How to find <tag> to </tag> HTML strings and 'save' them?

mark · Mar 25, 2007

Hi All,

Apologies for the newbie question but I've searched and tried all
sorts for a few days and I'm pulling my hair out ;[

I have a 'reference' HTML file and a 'test' HTML file from which I
need to pull 10 strings, all of which are contained within <h2> tags,
e.g.:
<h2 class=r><a href="http://www.someplace.com/">Go Someplace</a></h2>

Once I've found the 10 I'd like to write them to another 'results'
html file.

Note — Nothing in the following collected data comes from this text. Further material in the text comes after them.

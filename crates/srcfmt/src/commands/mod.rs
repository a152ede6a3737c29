mod formatting;
mod general;

pub use formatting::*;
pub use general::*;
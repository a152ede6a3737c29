use std::fs;
use std::path::Path;

use super::*;

pub fn get_specs_in_dir(path: &Path, parse_spec_options: &ParseSpecOptions) -> Vec<(String, Spec)> {
  let mut result: Vec<(String, Spec)> = Vec::new();
  let mut spec_files = get_files_in_dir_recursive(path);
  // deterministic order so failures are reported consistently
  spec_files.sort_by(|a, b| a.0.cmp(&b.0));
  for (file_path, text) in spec_files {
    let specs = parse_specs(text, parse_spec_options);
    let lower_case_file_path = file_path.to_ascii_lowercase();
    let path_has_only = lower_case_file_path.contains("_only.txt") || lower_case_file_path.contains("_only/") || lower_case_file_path.contains("_only\\");
    let is_only_file = path_has_only && !specs.iter().any(|spec| spec.is_only);
    for mut spec in specs {
      if is_only_file {
        spec.is_only = true;
      }
      result.push((file_path.clone(), spec));
    }
  }

  if result.iter().any(|(_, spec)| spec.is_only) {
    result.into_iter().filter(|(_, spec)| spec.is_only).collect()
  } else {
    result
  }
}

pub fn get_files_in_dir_recursive(path: &Path) -> Vec<(String, String)> {
  let mut result = Vec::new();

  for entry in path.read_dir().expect("read dir failed").flatten() {
    let entry_path = entry.path();
    if entry_path.is_file() {
      let text = fs::read_to_string(&entry_path).expect("read spec file failed");
      result.push((entry_path.to_string_lossy().to_string(), text));
    } else {
      result.extend(get_files_in_dir_recursive(&entry_path));
    }
  }

  result
}
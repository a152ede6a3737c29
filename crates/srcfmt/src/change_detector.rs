use sha2::Digest;
use sha2::Sha256;

pub fn get_sha256_checksum(bytes: &[u8]) -> String {
  let mut hasher = Sha256::new();
  hasher.update(bytes);
  format!("{:x}", hasher.finalize())
}

/// Gets if the formatted bytes are identical to the original bytes by
/// comparing SHA-256 fingerprints of each.
pub fn is_unchanged(original: &[u8], formatted: &[u8]) -> bool {
  get_sha256_checksum(original) == get_sha256_checksum(formatted)
}
use std::path::Display;
use std::path::Path;
use std::path::PathBuf;

/// A PathBuf that is guaranteed to be canonicalized.
#[derive(Clone, Debug, PartialEq, Eq, Hash)]
pub struct CanonicalizedPathBuf {
  path: PathBuf,
}

impl CanonicalizedPathBuf {
  pub(super) fn new(path: PathBuf) -> Self {
    CanonicalizedPathBuf { path }
  }

  pub fn as_path(&self) -> &Path {
    &self.path
  }

  pub fn into_path_buf(self) -> PathBuf {
    self.path
  }

  pub fn display(&self) -> Display<'_> {
    self.path.display()
  }

  pub fn join(&self, path: impl AsRef<Path>) -> PathBuf {
    self.path.join(path)
  }
}

impl AsRef<Path> for CanonicalizedPathBuf {
  fn as_ref(&self) -> &Path {
    self.path.as_path()
  }
}
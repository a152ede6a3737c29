use std::cell::RefCell;
use std::sync::Arc;

use crossterm::style::Stylize;
use srcfmt_basic_formatter::BasicFormatter;
use srcfmt_core::formatter::FormattingEngine;
use thiserror::Error;

use crate::arg_parser::parse_args;
use crate::environment::TestEnvironment;
use crate::run_cli::run_cli;
use crate::run_cli::AppError;
use crate::run_cli::RunCliContext;
use crate::vcs::test_vcs::TestVcsClient;
use crate::vcs::VcsClient;

#[derive(Debug, Error)]
#[error("{inner}")]
pub struct TestAppError {
  asserted_exit_code: RefCell<bool>,
  inner: AppError,
}

impl TestAppError {
  #[track_caller]
  pub fn assert_exit_code(&self, exit_code: i32) {
    self.asserted_exit_code.replace(true);
    assert_eq!(self.inner.exit_code, exit_code);
  }
}

impl From<AppError> for TestAppError {
  fn from(inner: AppError) -> Self {
    Self {
      asserted_exit_code: Default::default(),
      inner,
    }
  }
}

impl Drop for TestAppError {
  fn drop(&mut self) {
    if std::thread::panicking() || self.inner.exit_code <= 1 {
      return;
    }
    if !*self.asserted_exit_code.borrow() {
      panic!("Exit code must be asserted. Was: {}", self.inner.exit_code);
    }
  }
}

pub fn run_test_cli(args: Vec<&str>, environment: &TestEnvironment) -> Result<(), TestAppError> {
  run_test_cli_with_vcs(args, environment, Arc::new(TestVcsClient::default()))
}

pub fn run_test_cli_with_vcs(args: Vec<&str>, environment: &TestEnvironment, vcs_client: Arc<dyn VcsClient>) -> Result<(), TestAppError> {
  let mut args: Vec<String> = args.into_iter().map(String::from).collect();
  args.insert(0, String::from(""));
  let args = parse_args(args).map_err(AppError::from)?;
  environment.set_log_level(args.log_level);
  environment.set_stdout_machine_readable(args.is_stdout_machine_readable());
  let context = RunCliContext {
    engine: FormattingEngine::new(Arc::new(BasicFormatter)),
    vcs_client,
  };

  environment.run_in_runtime({
    let environment = environment.clone();
    async move { Ok(run_cli(&args, &environment, &context).await?) }
  })
}

pub fn get_formatted_text(count: usize) -> String {
  let suffix = if count == 1 { "file" } else { "files" };
  format!("Formatted {} {}.", count.to_string().bold(), suffix)
}

pub fn get_found_text(count: usize, dir_path: &str) -> String {
  let suffix = if count == 1 { "file" } else { "files" };
  format!("Found {} uncompiled/modified {} in {} to reformat.", count, suffix, dir_path)
}

pub fn get_check_failure_text(count: usize) -> String {
  let suffix = if count == 1 { "file" } else { "files" };
  format!("Found {} not formatted {}. Run `srcfmt fmt` to reformat.", count.to_string().bold(), suffix)
}

pub fn get_expected_help_text() -> String {
  let mut cli_parser = crate::arg_parser::create_cli_parser(crate::arg_parser::CliArgParserKind::ForOutputtingMainHelp);
  format!("{}", cli_parser.render_help())
}
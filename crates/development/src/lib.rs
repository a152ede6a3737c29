mod config_helpers;
mod file_system_helpers;
mod spec_helpers;
mod spec_parser;

pub use config_helpers::*;
pub use file_system_helpers::*;
pub use spec_helpers::*;
pub use spec_parser::*;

Perhaps a 'reference results' and a 'test results' file.

From where I would then like to 'diff' the results to see if they

match.

Here's the rub: I cannot find a way to pull those 10 strings so I can
save them to the results pages.
Can anyone please suggest how this can be done?

I've tried allsorts but I've been learning Python for 1 week and just
don't know enough to mod example scripts it seems. don't even get me
started on python docs.. ayaa ;] Please feel free to teach me to suck
eggs because it's all new to me

Thanks in advance,

Mark.

Michael Bentley · Mar 25, 2007

don't even get me
started on python docs.. ayaa ;]

ok, try getting started with this then: http://www.crummy.com/
software/BeautifulSoup/

Jorge Godoy · Mar 25, 2007

Hi All,

Apologies for the newbie question but I've searched and tried all
sorts for a few days and I'm pulling my hair out ;[

I have a 'reference' HTML file and a 'test' HTML file from which I
need to pull 10 strings, all of which are contained within <h2> tags,
e.g.:
<h2 class=r><a href="http://www.someplace.com/">Go Someplace</a></h2>

Once I've found the 10 I'd like to write them to another 'results'
html file. Perhaps a 'reference results' and a 'test results' file.

From where I would then like to 'diff' the results to see if they

Click to expand...

match.

Here's the rub: I cannot find a way to pull those 10 strings so I can
save them to the results pages.
Can anyone please suggest how this can be done?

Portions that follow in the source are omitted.